Are covariant vectors representable as row vectors and contravariant as column vectors I would like to know what are the range of validity of the following statement:

Covariant vectors are representable as row vectors. Contravariant
  vectors are representable as column vectors.

For example we know that the gradient of a function is representable as row vector in ordinary space $ \mathbb{R}^3$ 
$\nabla f = \left [ \frac{\partial f}{\partial x},\frac{\partial f}{\partial y},\frac{\partial f}{\partial z} \right ]$
and an ordinary vector is a column vector
$ \mathbf{x} = \left[ x_1, x_2, x_3 \right]^T$
I think that this continues to be valid in special relativity (Minkowski metric is flat), but I'm not sure about it in general relativity.
Can you provide me some examples?
 A: Yes, the statement holds true in general relativity as well. However, as we need to deal with tensors of higher and in particular mixed order, the rules of matrix multiplication (which is where the idea of the representation via row- and column-vectors comes from) are no longer sufficiently powerful:
Instead, the placement of the index determines if we are dealing with a contravariant (upper index) or a covariant (lower index) quantity.
Additionally, by convention an index which occurs in a product in both upper and lower position gets contracted, and equations must hold for all values of free indices.
If the given metric is non-Euclidean (which is already true in special relativity), mapping between co- and contravariant quantities is more involved than simple transposition and the actual values of the components in a given basis can change, eg:
$$
p^\mu = (p^0,+\vec p)\\
p_\mu = (p^0,-\vec p)
$$
and in general:
$$
p_\mu = g_{\mu\nu}p^\nu
$$
where $g_{\mu\nu}$ denotes the metric tensor and a sum $\nu=1\dots n$ is implied.
A: It is meaningful in general, though it is a matter of convention, not of truth. But it never leads to incorrect results if you make this convention.

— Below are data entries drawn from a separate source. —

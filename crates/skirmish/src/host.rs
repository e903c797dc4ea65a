//! The arena host: process-wide registry and tick pump.
//!
//! One [`ArenaHost`] owns every arena (singleton-per-name), the shared
//! player registry and the scheduler. External collaborators talk to the
//! engine exclusively through it: commands call the join/leave/ready
//! surface, world-event listeners call the `check_*` hooks and
//! [`ArenaHost::player_death`], and the embedding environment calls
//! [`ArenaHost::tick`] once per logical tick and drains each arena's
//! events afterwards.

use std::collections::HashMap;

use skirmish_arena::{
    Arena, ArenaConfig, ArenaEvent, ArenaTask, Goal, HookVerdict, PlayerRegistry, TaskKind,
};
use skirmish_core::{
    BlockDescriptor, BlockInfo, BlockPos, DeathInfo, InventorySnapshot, ItemInfo, PlayerId,
    SpawnDescriptor,
};
use skirmish_spawn::SpawnRegistry;
use skirmish_tick::TickScheduler;
use tracing::{error, info, warn};

use crate::SkirmishError;
use crate::workflow::Workflow;

/// Host-level errors: problems with the registry itself.
#[derive(Debug, thiserror::Error)]
pub enum HostError {
    /// An arena with this name is already registered.
    #[error("arena '{0}' is already registered")]
    DuplicateArena(String),

    /// No arena with this name is registered.
    #[error("arena '{0}' is not registered")]
    UnknownArena(String),
}

/// One registered arena and its static descriptor stores.
struct ArenaSlot {
    arena: Arena,
    spawns: SpawnRegistry,
    blocks: Vec<BlockDescriptor>,
}

/// The process-wide engine front door.
#[derive(Default)]
pub struct ArenaHost {
    arenas: HashMap<String, ArenaSlot>,
    players: PlayerRegistry,
    scheduler: TickScheduler<ArenaTask>,
}

impl ArenaHost {
    pub fn new() -> Self {
        Self {
            arenas: HashMap::new(),
            players: PlayerRegistry::new(),
            scheduler: TickScheduler::new(),
        }
    }

    // -- Loading ---------------------------------------------------------------

    /// Registers an arena with its goal and spawn descriptors.
    ///
    /// Structural validation runs here once. A validation failure does not
    /// reject the registration — the arena is registered *locked*, visible
    /// for inspection and repair but unable to host a match.
    pub fn load_arena(
        &mut self,
        name: &str,
        config: ArenaConfig,
        goal: Box<dyn Goal>,
        spawns: Vec<SpawnDescriptor>,
    ) -> Result<(), SkirmishError> {
        if self.arenas.contains_key(name) {
            return Err(HostError::DuplicateArena(name.to_string()).into());
        }

        let mut registry = SpawnRegistry::new();
        for spawn in spawns {
            registry.register(spawn)?;
        }

        let mut arena = Arena::new(name, config);
        arena.set_goal(goal);
        if let Some(mut goal) = arena.take_goal() {
            goal.on_arena_loaded(&mut arena);
            arena.restore_goal(goal);
        }

        let mut problems: Vec<String> = Vec::new();
        if let Err(err) = arena.config().validate() {
            problems.push(err.to_string());
        }
        if let Some(goal) = arena.goal_ref() {
            for missing in goal.check_for_missing_spawns(&arena, &registry) {
                problems.push(format!("missing spawn '{missing}'"));
            }
        }
        if !problems.is_empty() {
            error!(arena = %name, ?problems, "arena failed to load, registering locked");
            arena.set_locked(true);
        } else {
            info!(arena = %name, goal = ?arena.goal_name(), "arena loaded");
        }

        self.arenas.insert(
            name.to_string(),
            ArenaSlot {
                arena,
                spawns: registry,
                blocks: Vec::new(),
            },
        );
        Ok(())
    }

    /// Registers an arena from a JSON configuration document.
    pub fn load_arena_from_json(
        &mut self,
        name: &str,
        json: &str,
        goal: Box<dyn Goal>,
        spawns: Vec<SpawnDescriptor>,
    ) -> Result<(), SkirmishError> {
        let config = ArenaConfig::from_json(json)?;
        self.load_arena(name, config, goal, spawns)
    }

    /// Removes an arena, cancelling any work it still had scheduled.
    pub fn unregister_arena(&mut self, name: &str) -> bool {
        match self.arenas.remove(name) {
            Some(mut slot) => {
                for handle in slot.arena.take_task_handles() {
                    self.scheduler.cancel(handle);
                }
                info!(arena = %name, "arena unregistered");
                true
            }
            None => false,
        }
    }

    // -- Accessors ---------------------------------------------------------------

    pub fn arena(&self, name: &str) -> Option<&Arena> {
        self.arenas.get(name).map(|slot| &slot.arena)
    }

    pub fn arena_mut(&mut self, name: &str) -> Option<&mut Arena> {
        self.arenas.get_mut(name).map(|slot| &mut slot.arena)
    }

    pub fn arena_names(&self) -> Vec<&str> {
        self.arenas.keys().map(String::as_str).collect()
    }

    pub fn arena_count(&self) -> usize {
        self.arenas.len()
    }

    pub fn spawns(&self, arena: &str) -> Option<&SpawnRegistry> {
        self.arenas.get(arena).map(|slot| &slot.spawns)
    }

    pub fn spawns_mut(&mut self, arena: &str) -> Option<&mut SpawnRegistry> {
        self.arenas.get_mut(arena).map(|slot| &mut slot.spawns)
    }

    pub fn blocks(&self, arena: &str) -> Option<&[BlockDescriptor]> {
        self.arenas.get(arena).map(|slot| slot.blocks.as_slice())
    }

    /// Registers a block descriptor with an arena (setup tooling).
    pub fn register_block(
        &mut self,
        arena: &str,
        block: BlockDescriptor,
    ) -> Result<(), SkirmishError> {
        let slot = self
            .arenas
            .get_mut(arena)
            .ok_or_else(|| HostError::UnknownArena(arena.to_string()))?;
        slot.blocks.push(block);
        Ok(())
    }

    /// Setup-tooling validation: everything this arena's goal still needs.
    pub fn check_setup(&self, arena: &str) -> Option<Vec<String>> {
        let slot = self.arenas.get(arena)?;
        let goal = slot.arena.goal_ref()?;
        let mut missing = goal.check_for_missing_spawns(&slot.arena, &slot.spawns);
        missing.extend(goal.check_for_missing_blocks(&slot.arena, &slot.blocks));
        Some(missing)
    }

    pub fn players(&self) -> &PlayerRegistry {
        &self.players
    }

    pub fn players_mut(&mut self) -> &mut PlayerRegistry {
        &mut self.players
    }

    /// The arena a player currently belongs to, if any.
    pub fn arena_of_player(&self, id: PlayerId) -> Option<&str> {
        self.players.get(id)?.arena()
    }

    /// The current logical tick.
    pub fn now(&self) -> u64 {
        self.scheduler.now()
    }

    // -- Workflow surface ---------------------------------------------------------

    /// Runs an orchestration closure against one arena.
    pub fn with_workflow<R>(
        &mut self,
        arena: &str,
        f: impl FnOnce(&mut Workflow<'_>) -> R,
    ) -> Option<R> {
        let slot = self.arenas.get_mut(arena)?;
        let mut workflow = Workflow {
            arena: &mut slot.arena,
            players: &mut self.players,
            spawns: &slot.spawns,
            scheduler: &mut self.scheduler,
        };
        Some(f(&mut workflow))
    }

    /// Admits a player to an arena. Returns the team joined.
    pub fn join(
        &mut self,
        arena: &str,
        id: PlayerId,
        name: &str,
        team: Option<&str>,
        inventory: InventorySnapshot,
    ) -> Result<String, SkirmishError> {
        self.with_workflow(arena, |wf| wf.handle_join(id, name, team, inventory))
            .ok_or_else(|| HostError::UnknownArena(arena.to_string()))?
            .map_err(Into::into)
    }

    /// Admits a spectator.
    pub fn spectate(
        &mut self,
        arena: &str,
        id: PlayerId,
        name: &str,
    ) -> Result<(), SkirmishError> {
        self.with_workflow(arena, |wf| wf.handle_spectate(id, name))
            .ok_or_else(|| HostError::UnknownArena(arena.to_string()))?
            .map_err(Into::into)
    }

    /// Removes a player from the arena they are in.
    pub fn leave(&mut self, arena: &str, id: PlayerId) -> Result<(), SkirmishError> {
        self.with_workflow(arena, |wf| wf.handle_leave(id))
            .ok_or_else(|| HostError::UnknownArena(arena.to_string()))?
            .map_err(Into::into)
    }

    /// Flags a player ready. Returns `true` when this triggered the start
    /// countdown.
    pub fn ready(&mut self, arena: &str, id: PlayerId) -> Result<bool, SkirmishError> {
        self.with_workflow(arena, |wf| wf.handle_ready(id))
            .ok_or_else(|| HostError::UnknownArena(arena.to_string()))?
            .map_err(Into::into)
    }

    /// Reports a player death from the world-event layer.
    pub fn player_death(&mut self, arena: &str, victim: PlayerId, death: DeathInfo) {
        if self
            .with_workflow(arena, |wf| wf.handle_player_death(victim, death))
            .is_none()
        {
            warn!(arena = %arena, "death reported for unknown arena");
        }
    }

    /// Requests a match end. Returns `false` when the request was absorbed
    /// (already ending, nothing running, or the goal says the match goes on).
    pub fn request_end(&mut self, arena: &str, force: bool) -> bool {
        self.with_workflow(arena, |wf| wf.check_and_commit(force))
            .unwrap_or(false)
    }

    /// Cancels everything and returns the arena to Idle.
    pub fn force_reset(&mut self, arena: &str) -> bool {
        self.with_workflow(arena, |wf| wf.force_reset()).is_some()
    }

    /// Advances one logical tick: due tasks run, in scheduling order.
    pub fn tick(&mut self) {
        let due = self.scheduler.advance();
        for task in due {
            self.dispatch(task);
        }
    }

    /// Advances `ticks` logical ticks.
    pub fn tick_by(&mut self, ticks: u64) {
        for _ in 0..ticks {
            self.tick();
        }
    }

    fn dispatch(&mut self, task: ArenaTask) {
        let dispatched = self.with_workflow(&task.arena, |wf| match task.kind {
            TaskKind::StartMatch => wf.start_match(),
            TaskKind::EndSequence => wf.finish_match(false),
            TaskKind::TimedEnd => wf.handle_timed_end(),
            TaskKind::Respawn(player) => wf.respawn(player),
            TaskKind::RestoreInventory(player) => wf.restore_inventory(player),
        });
        if dispatched.is_none() {
            warn!(arena = %task.arena, "task for unregistered arena dropped");
        }
    }

    /// Hands the queued events of one arena to the caller.
    pub fn drain_events(&mut self, arena: &str) -> Vec<ArenaEvent> {
        self.arena_mut(arena)
            .map(Arena::drain_events)
            .unwrap_or_default()
    }

    // -- World-event hooks ----------------------------------------------------
    //
    // Each returns the goal's verdict; `Pass` means the goal had no
    // opinion, which is different from an explicit veto.

    fn with_goal_hook(
        &mut self,
        arena: &str,
        f: impl FnOnce(&mut dyn Goal, &mut Arena, &PlayerRegistry) -> HookVerdict,
    ) -> HookVerdict {
        let Some(slot) = self.arenas.get_mut(arena) else {
            return HookVerdict::Pass;
        };
        let Some(mut goal) = slot.arena.take_goal() else {
            return HookVerdict::Pass;
        };
        let verdict = f(goal.as_mut(), &mut slot.arena, &self.players);
        slot.arena.restore_goal(goal);
        verdict
    }

    pub fn check_block_break(
        &mut self,
        arena: &str,
        actor: PlayerId,
        block: &BlockInfo,
    ) -> HookVerdict {
        self.with_goal_hook(arena, |goal, arena, players| {
            goal.check_break(arena, players, actor, block)
        })
    }

    pub fn check_block_place(
        &mut self,
        arena: &str,
        actor: PlayerId,
        block: &BlockInfo,
    ) -> HookVerdict {
        self.with_goal_hook(arena, |goal, arena, players| {
            goal.check_place(arena, players, actor, block)
        })
    }

    pub fn check_interact(
        &mut self,
        arena: &str,
        actor: PlayerId,
        block: &BlockInfo,
    ) -> HookVerdict {
        self.with_goal_hook(arena, |goal, arena, players| {
            goal.check_interact(arena, players, actor, block)
        })
    }

    pub fn check_explode(&mut self, arena: &str, pos: &BlockPos) -> HookVerdict {
        self.with_goal_hook(arena, |goal, arena, _| goal.check_explode(arena, pos))
    }

    pub fn check_craft(
        &mut self,
        arena: &str,
        actor: PlayerId,
        item: &ItemInfo,
    ) -> HookVerdict {
        self.with_goal_hook(arena, |goal, arena, players| {
            goal.check_craft(arena, players, actor, item)
        })
    }

    pub fn check_drop(
        &mut self,
        arena: &str,
        actor: PlayerId,
        item: &ItemInfo,
    ) -> HookVerdict {
        self.with_goal_hook(arena, |goal, arena, players| {
            goal.check_drop(arena, players, actor, item)
        })
    }

    pub fn check_pickup(
        &mut self,
        arena: &str,
        actor: PlayerId,
        item: &ItemInfo,
    ) -> HookVerdict {
        self.with_goal_hook(arena, |goal, arena, players| {
            goal.check_pickup(arena, players, actor, item)
        })
    }

    pub fn check_inventory(&mut self, arena: &str, actor: PlayerId) -> HookVerdict {
        self.with_goal_hook(arena, |goal, arena, players| {
            goal.check_inventory(arena, players, actor)
        })
    }
}
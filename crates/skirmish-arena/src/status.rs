//! The per-player status state machine.

use serde::{Deserialize, Serialize};

/// Where a player currently stands in a match.
///
/// ```text
/// Null → Warm → Lounge → Ready → Fight → Dead → (Fight | Lost)
///                                   └───→ Lost / Watch
/// ```
///
/// - **Null**: not in any arena. Holds exactly when the player's arena
///   reference is empty.
/// - **Warm**: joined, not yet placed in the waiting area.
/// - **Lounge**: in the waiting area.
/// - **Ready**: flagged ready in the waiting area.
/// - **Fight**: actively playing. Only entered after a successful class
///   assignment and a teleport to a resolved spawn.
/// - **Dead**: eliminated but may still respawn, depending on the goal.
/// - **Watch**: spectating.
/// - **Lost**: out of this match for good. Entering it records the loss
///   (and kill/death bookkeeping) before the roster removal.
///
/// Transitions are applied by the workflow orchestrator and goal
/// callbacks, never by the player object itself.
#[derive(Debug, Clone, Copy, PartialEq, Eq, Serialize, Deserialize)]
#[serde(rename_all = "snake_case")]
pub enum PlayerStatus {
    Null,
    Warm,
    Lounge,
    Ready,
    Fight,
    Dead,
    Watch,
    Lost,
}

impl PlayerStatus {
    /// Returns `true` if moving to `target` is a legal edge.
    ///
    /// Every state may fall back to `Null` (leaving is always possible).
    pub fn may_transition_to(self, target: Self) -> bool {
        if target == Self::Null {
            return self != Self::Null;
        }
        matches!(
            (self, target),
            (Self::Null, Self::Warm)
                | (Self::Null, Self::Watch)
                | (Self::Warm, Self::Lounge)
                | (Self::Lounge, Self::Ready)
                | (Self::Lounge, Self::Fight)
                | (Self::Ready, Self::Lounge)
                | (Self::Ready, Self::Fight)
                | (Self::Fight, Self::Dead)
                | (Self::Fight, Self::Lost)
                | (Self::Fight, Self::Watch)
                | (Self::Dead, Self::Fight)
                | (Self::Dead, Self::Lost)
                | (Self::Lost, Self::Watch)
        )
    }

    /// Waiting-area states (joined but not fighting yet).
    pub fn is_in_lobby(self) -> bool {
        matches!(self, Self::Warm | Self::Lounge | Self::Ready)
    }

    /// Actively playing.
    pub fn is_fighting(self) -> bool {
        self == Self::Fight
    }
}

impl std::fmt::Display for PlayerStatus {
    fn fmt(&self, f: &mut std::fmt::Formatter<'_>) -> std::fmt::Result {
        let text = match self {
            Self::Null => "null",
            Self::Warm => "warm",
            Self::Lounge => "lounge",
            Self::Ready => "ready",
            Self::Fight => "fight",
            Self::Dead => "dead",
            Self::Watch => "watch",
            Self::Lost => "lost",
        };
        f.write_str(text)
    }
}

#[cfg(test)]
mod tests {
    use super::*;

    #[test]
    fn test_join_path_is_legal() {
        assert!(PlayerStatus::Null.may_transition_to(PlayerStatus::Warm));
        assert!(PlayerStatus::Warm.may_transition_to(PlayerStatus::Lounge));
        assert!(PlayerStatus::Lounge.may_transition_to(PlayerStatus::Ready));
        assert!(PlayerStatus::Ready.may_transition_to(PlayerStatus::Fight));
    }

    #[test]
    fn test_death_paths() {
        assert!(PlayerStatus::Fight.may_transition_to(PlayerStatus::Dead));
        assert!(PlayerStatus::Dead.may_transition_to(PlayerStatus::Fight));
        assert!(PlayerStatus::Dead.may_transition_to(PlayerStatus::Lost));
        assert!(PlayerStatus::Fight.may_transition_to(PlayerStatus::Lost));
    }

    #[test]
    fn test_everyone_can_leave_except_null() {
        for status in [
            PlayerStatus::Warm,
            PlayerStatus::Lounge,
            PlayerStatus::Ready,
            PlayerStatus::Fight,
            PlayerStatus::Dead,
            PlayerStatus::Watch,
            PlayerStatus::Lost,
        ] {
            assert!(status.may_transition_to(PlayerStatus::Null));
        }
        assert!(!PlayerStatus::Null.may_transition_to(PlayerStatus::Null));
    }

    #[test]
    fn test_shortcuts_are_illegal() {
        assert!(!PlayerStatus::Null.may_transition_to(PlayerStatus::Fight));
        assert!(!PlayerStatus::Warm.may_transition_to(PlayerStatus::Fight));
        assert!(!PlayerStatus::Lost.may_transition_to(PlayerStatus::Fight));
        assert!(!PlayerStatus::Watch.may_transition_to(PlayerStatus::Fight));
    }

    #[test]
    fn test_lobby_predicate() {
        assert!(PlayerStatus::Lounge.is_in_lobby());
        assert!(PlayerStatus::Ready.is_in_lobby());
        assert!(!PlayerStatus::Fight.is_in_lobby());
        assert!(!PlayerStatus::Null.is_in_lobby());
    }
}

This is thoroughly discussed in the entry
''How are matrices and tensors related?'' of Chapter B8: Quantum gravity
of my theoretical physics FAQ at http://arnold-neumaier.at/physfaq/physics-faq.html
Note that in multivariate analysis one generally defines the gradient is the transpose of the (exterior) derivative, so ''gradient'' and ''derivative'' are slightly different notions. The transpose makes sense only given a metric, as it essentially consists in replacing raised/lowered indices by lowered/raised ones.
Thus unlike a covariant exterior derivative, a gradient is no longer covariant but contravariant (and hence a column vector).
A: As from my experience, I had very hard time to understand the "physical" difference between contra- & cov- things, I really understood them only when I read differential geometry and get involved with one-forms, even more, some authors (like Shuch) argue that it is wrong to say that Covectors are really vectors, they are different objects, they are one forms!
A: This is not a full answer, but rather an attempt to clear up some misconception about the gradient: In particular, in my opinion saying that the gradient is a covector doesn't make much sense.
There are two ways to interpret the concept of vectors and covectors:
The first one is to say there is only a single entity - the vector - which has covariant and contravariant components. This is inspired by classical tensor calculus: when doing calculations, we often do not care about the placement of the indices of a particular tensor - after all, we can always lower or raise them (ie go from column vectors to row vectors and vice versa) by contraction with the metric tensor.
If you take this point of view, differential and gradient are two names for the same entity. It is somewhat misleading to say that the gradient is a covector, as what we really mean is that the gradient is a vector whose covariant components are given by the partial derivatives (whereas its contravariant components are given by contraction of the covariant components with the inverse of the metric tensor).
The second point of view - which is the one I prefer - is that vectors (or, more precisely as we're doing differential geometry, tangent vectors) are distinct from covectors (aka 1-forms). However, the scalar product gives an isomorphism between tangent vectors and 1-forms. The gradient is the (pre-)image of the differential under this isomorphism and an actual vector.